*Data section:*
################
use std::io::{self, BufRead, Write};
use std::process::ExitCode;

use anyhow::Context;
use clap::{Parser, Subcommand};
use rand::SeedableRng;
use rand_chacha::ChaCha20Rng;
use tracing::info;
use tracing_subscriber::EnvFilter;

use threatfhe::config::{
    resolve_api, resolve_synthetic, ApiArgs, FileConfig, Prompter, SyntheticArgs,
};
use threatfhe::{dataset, pipeline, Report};

#[derive(Parser, Debug)]
#[command(version, about = "Encrypted threat score statistics")]
struct Cli {
    #[command(subcommand)]
    command: Command,
}

#[derive(Subcommand, Debug)]
enum Command {
    /// Fetch threat scores over HTTP and compute their encrypted mean
    Api(ApiArgs),
    /// Generate random threat scores and compute their encrypted mean and deviation
    Synthetic(SyntheticArgs),
}

fn main() -> ExitCode {
    let cli = Cli::parse();

    // RUST_LOG selects verbosity, e.g. `RUST_LOG=threatfhe=debug`
    tracing_subscriber::fmt()
        .with_env_filter(EnvFilter::try_from_default_env().unwrap_or_else(|_| EnvFilter::new("warn")))
        .compact()
        .with_file(false)
        .with_line_number(false)
        .without_time()
        .with_writer(io::stderr)
        .init();

    let outcome = match cli.command {
        Command::Api(args) => {
            let stdin = io::stdin();
            let mut prompter = Prompter::new(stdin.lock(), io::stdout(), !args.no_prompt);
            run_api(&args, &mut prompter)
        }
        Command::Synthetic(args) => run_synthetic(&args),
    };

    ExitCode::from(report_outcome(outcome, &mut io::stderr()))
}

/// Writes the error chain, `context: cause`, and returns the exit status.
fn report_outcome(outcome: anyhow::Result<()>, stderr: &mut impl Write) -> u8 {
    match outcome {
        Ok(()) => 0,
        Err(err) => {
            // nothing left to report to if stderr itself fails
            let _ = writeln!(stderr, "{err:#}");
            1
        }
    }
}

fn run_api<R: BufRead, W: Write>(args: &ApiArgs, prompter: &mut Prompter<R, W>) -> anyhow::Result<()> {
    let file = FileConfig::load_optional(args.common.config.as_deref())?;
    let config = resolve_api(args, file, prompter)?;

    println!("Fetching data from API...");
    let mut values = dataset::fetch(&config.api_url).context("Error fetching data from API")?;
    dataset::truncate_to(&mut values, config.dataset_size);

    let report = pipeline::run(&config.pipeline, &values)?;
    log_reference_error(&report, &values);
    print_report(&report);
    Ok(())
}

fn run_synthetic(args: &SyntheticArgs) -> anyhow::Result<()> {
    let file = FileConfig::load_optional(args.common.config.as_deref())?;
    let config = resolve_synthetic(args, file)?;

    println!("Generating Large Threat Dataset: {} records...", config.dataset_size);
    let mut rng = match config.seed {
        Some(seed) => ChaCha20Rng::seed_from_u64(seed),
        None => ChaCha20Rng::from_entropy(),
    };
    let values = dataset::generate_synthetic(config.dataset_size, &mut rng);

    let report = pipeline::run(&config.pipeline, &values)?;
    log_reference_error(&report, &values);
    print_report(&report);
    Ok(())
}

fn log_reference_error(report: &Report, values: &[f64]) {
    let (mean, variance) = pipeline::reference_stats(values);
    info!(
        scheme = %report.scheme,
        ciphertexts = report.ciphertexts,
        rotations = report.rotations,
        mean_error = (report.mean - mean).abs(),
        variance_error = report.variance.map(|v| (v - variance).abs()),
        setup = ?report.timings.setup,
        "run complete"
    );
}

fn print_report(report: &Report) {
    println!("Encryption Execution Time: {} ms", report.timings.encryption.as_millis());
    println!(
        "Homomorphic Computation Execution Time: {} ms",
        report.timings.computation.as_millis()
    );
    println!("Decryption Execution Time: {} ms", report.timings.decryption.as_millis());
    println!("Decrypted Mean Threat Score: {}", report.mean);
    if let Some(stddev) = report.stddev {
        println!("Decrypted Standard Deviation: {stddev}");
    }
}
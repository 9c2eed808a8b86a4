use std::path::PathBuf;

use thiserror::Error;

use crate::context::Feature;

#[derive(Debug, Error)]
pub enum Error {
    #[error("invalid parameters: {0}")]
    InvalidParameters(String),

    #[error("feature {0} is not enabled on this context")]
    FeatureDisabled(Feature),

    #[error("{len} values do not fit in {capacity} slots")]
    TooManyValues { len: usize, capacity: usize },

    #[error("BGV plaintexts hold integers, cannot multiply by {0}")]
    NonIntegralScalar(f64),

    #[error("no rotation key for index {0}")]
    MissingRotationKey(i64),

    #[error("no relinearization key, run eval_mult_key_gen first")]
    MissingRelinKey,

    #[error("computation needs multiplicative depth {required}, context has {available}")]
    InsufficientDepth { required: usize, available: usize },

    #[error("dataset is empty")]
    EmptyDataset,

    #[error(transparent)]
    Dataset(#[from] DatasetError),

    #[error(transparent)]
    Config(#[from] ConfigError),
}

#[derive(Debug, Error)]
pub enum DatasetError {
    #[error("{0}")]
    Transport(String),

    #[error("line {line}: no second field")]
    MissingField { line: usize },

    #[error("line {line}: {value:?} is not a number")]
    InvalidNumber { line: usize, value: String },
}

#[derive(Debug, Error)]
pub enum ConfigError {
    #[error("failed to read {path}: {source}")]
    Read {
        path: PathBuf,
        source: std::io::Error,
    },

    #[error("failed to parse {path}: {source}")]
    Parse {
        path: PathBuf,
        source: toml::de::Error,
    },

    #[error("invalid value {value:?} for {field}")]
    InvalidValue { field: &'static str, value: String },

    #[error("no value provided for {0}")]
    Missing(&'static str),

    #[error(transparent)]
    Io(#[from] std::io::Error),
}
//! Swarm domain model.
//!
//! A swarm is a specific combination of input-encoding fields explored as a
//! unit. Swarms belong to sprints (generations of the search) and move
//! through a forward-only status lifecycle.

use std::collections::BTreeSet;
use std::fmt;

use serde::{Deserialize, Serialize};

/// Separator between encoder names in a canonical swarm id.
const SWARM_ID_SEPARATOR: char = '.';

/// Canonical identifier for a combination of encoder fields.
///
/// The id is the sorted, dot-joined list of participating encoder names, so
/// equal encoder sets always produce the same id regardless of the order
/// they were supplied in. The sort is a correctness invariant: swarm lookup
/// and duplicate detection both key on this string.
#[derive(Debug, Clone, PartialEq, Eq, Hash, PartialOrd, Ord, Serialize, Deserialize)]
#[serde(transparent)]
pub struct SwarmId(String);

impl SwarmId {
    /// Build a swarm id from a set of encoder names.
    pub fn from_encoders<I, S>(encoders: I) -> Self
    where
        I: IntoIterator<Item = S>,
        S: Into<String>,
    {
        let names: BTreeSet<String> = encoders.into_iter().map(Into::into).collect();
        Self(
            names
                .into_iter()
                .collect::<Vec<_>>()
                .join(&SWARM_ID_SEPARATOR.to_string()),
        )
    }

    /// The encoder names participating in this swarm.
    pub fn encoders(&self) -> Vec<&str> {
        self.0.split(SWARM_ID_SEPARATOR).collect()
    }

    /// Owned set of encoder names, convenient for set algebra.
    pub fn encoder_set(&self) -> BTreeSet<String> {
        self.0
            .split(SWARM_ID_SEPARATOR)
            .map(ToString::to_string)
            .collect()
    }

    /// Number of encoder fields in the combination.
    pub fn len(&self) -> usize {
        self.0.split(SWARM_ID_SEPARATOR).count()
    }

    /// True when the id is empty (never the case for a constructed id).
    pub fn is_empty(&self) -> bool {
        self.0.is_empty()
    }

    /// True when exactly one encoder participates.
    pub fn is_single_field(&self) -> bool {
        self.len() == 1
    }

    /// Whether this swarm includes the given encoder.
    pub fn contains(&self, encoder: &str) -> bool {
        self.0.split(SWARM_ID_SEPARATOR).any(|e| e == encoder)
    }

    /// Whether this swarm retains every encoder of `other`.
    pub fn is_superset_of(&self, other: &SwarmId) -> bool {
        let mine = self.encoder_set();
        other.encoders().iter().all(|e| mine.contains(*e))
    }

    /// New id with one more encoder added (normalizes ordering).
    pub fn extend(&self, encoder: &str) -> SwarmId {
        let mut set = self.encoder_set();
        set.insert(encoder.to_string());
        SwarmId::from_encoders(set)
    }

    /// The canonical string form.
    pub fn as_str(&self) -> &str {
        &self.0
    }
}

impl fmt::Display for SwarmId {
    fn fmt(&self, f: &mut fmt::Formatter<'_>) -> fmt::Result {
        f.write_str(&self.0)
    }
}

/// Status of a swarm (or, in aggregate, of a sprint).
#[derive(Debug, Clone, Copy, Default, PartialEq, Eq, Hash, Serialize, Deserialize)]
#[serde(rename_all = "snake_case")]
pub enum SwarmStatus {
    /// Swarm is being actively explored by workers.
    Active,
    /// No more particles will be created; some are still evaluating.
    Completing,
    /// All particles finished; best model and score are recorded.
    Completed,
    /// Swarm was terminated early; its results are ignored.
    Killed,
    /// Placeholder before any state has been assigned.
    #[default]
    Unset,
}

impl SwarmStatus {
    pub fn as_str(&self) -> &'static str {
        match self {
            Self::Active => "active",
            Self::Completing => "completing",
            Self::Completed => "completed",
            Self::Killed => "killed",
            Self::Unset => "unset",
        }
    }

    /// Check if this is a terminal state.
    pub fn is_terminal(&self) -> bool {
        matches!(self, Self::Completed | Self::Killed)
    }

    /// Valid transitions from this status. Transitions only move forward;
    /// a completed or killed swarm never changes again.
    pub fn valid_transitions(&self) -> Vec<SwarmStatus> {
        match self {
            Self::Unset => vec![Self::Active, Self::Completing, Self::Completed, Self::Killed],
            Self::Active => vec![Self::Completing, Self::Completed, Self::Killed],
            Self::Completing => vec![Self::Completed, Self::Killed],
            Self::Completed | Self::Killed => vec![],
        }
    }

    pub fn can_transition_to(&self, new_status: Self) -> bool {
        self.valid_transitions().contains(&new_status)
    }
}

/// Per-swarm record in the shared search state.
#[derive(Debug, Clone, PartialEq, Serialize, Deserialize)]
pub struct SwarmEncoderState {
    /// Current lifecycle status.
    pub status: SwarmStatus,
    /// Best model found in this swarm; absent until completed.
    pub best_model_id: Option<String>,
    /// Error score of the best model; absent until completed.
    pub best_err_score: Option<f64>,
    /// Generation this swarm belongs to (index into the sprint list).
    pub sprint_idx: usize,
}

impl SwarmEncoderState {
    /// Fresh active swarm record for the given sprint.
    pub fn active(sprint_idx: usize) -> Self {
        Self {
            status: SwarmStatus::Active,
            best_model_id: None,
            best_err_score: None,
            sprint_idx,
        }
    }
}

/// Aggregate record describing a whole sprint. Same shape as a swarm
/// record: once every member swarm is done, the sprint carries the single
/// best model/score across all of them.
#[derive(Debug, Clone, PartialEq, Serialize, Deserialize)]
pub struct SprintState {
    /// Aggregate status derived from member swarm statuses.
    pub status: SwarmStatus,
    /// Best model across all completed member swarms.
    pub best_model_id: Option<String>,
    /// Error score of the sprint's best model. Absent when the sprint
    /// completed without any finite-scored swarm; such a sprint compares
    /// as positive infinity.
    pub best_err_score: Option<f64>,
}

impl SprintState {
    /// Fresh active sprint record.
    pub fn active() -> Self {
        Self {
            status: SwarmStatus::Active,
            best_model_id: None,
            best_err_score: None,
        }
    }
}

#[cfg(test)]
mod tests {
    use super::*;

    #[test]
    fn test_swarm_id_normalizes_order() {
        let a = SwarmId::from_encoders(["b", "a", "c"]);
        let b = SwarmId::from_encoders(["c", "b", "a"]);
        assert_eq!(a, b);
        assert_eq!(a.as_str(), "a.b.c");
    }

    #[test]
    fn test_swarm_id_deduplicates() {
        let id = SwarmId::from_encoders(["a", "a", "b"]);
        assert_eq!(id.as_str(), "a.b");
        assert_eq!(id.len(), 2);
    }

    #[test]
    fn test_swarm_id_extend() {
        let id = SwarmId::from_encoders(["c", "a"]);
        let extended = id.extend("b");
        assert_eq!(extended.as_str(), "a.b.c");
        // Extending with an existing member is a no-op
        assert_eq!(id.extend("a"), id);
    }

    #[test]
    fn test_swarm_id_superset() {
        let small = SwarmId::from_encoders(["a", "b"]);
        let big = SwarmId::from_encoders(["a", "b", "c"]);
        assert!(big.is_superset_of(&small));
        assert!(!small.is_superset_of(&big));
        assert!(small.is_superset_of(&small));
    }

    #[test]
    fn test_status_transitions_forward_only() {
        assert!(SwarmStatus::Active.can_transition_to(SwarmStatus::Completing));
        assert!(SwarmStatus::Active.can_transition_to(SwarmStatus::Completed));
        assert!(SwarmStatus::Active.can_transition_to(SwarmStatus::Killed));
        assert!(SwarmStatus::Completing.can_transition_to(SwarmStatus::Completed));
        assert!(!SwarmStatus::Completing.can_transition_to(SwarmStatus::Active));
        assert!(!SwarmStatus::Completed.can_transition_to(SwarmStatus::Completing));
        assert!(!SwarmStatus::Killed.can_transition_to(SwarmStatus::Active));
        assert!(SwarmStatus::Completed.is_terminal());
    }
}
################
*Exercise objective:*
Find the string "participating" in the data. Report each line it appears in.

*The completed task:*
/// The id is the sorted, dot-joined list of participating encoder names, so
    /// The encoder names participating in this swarm.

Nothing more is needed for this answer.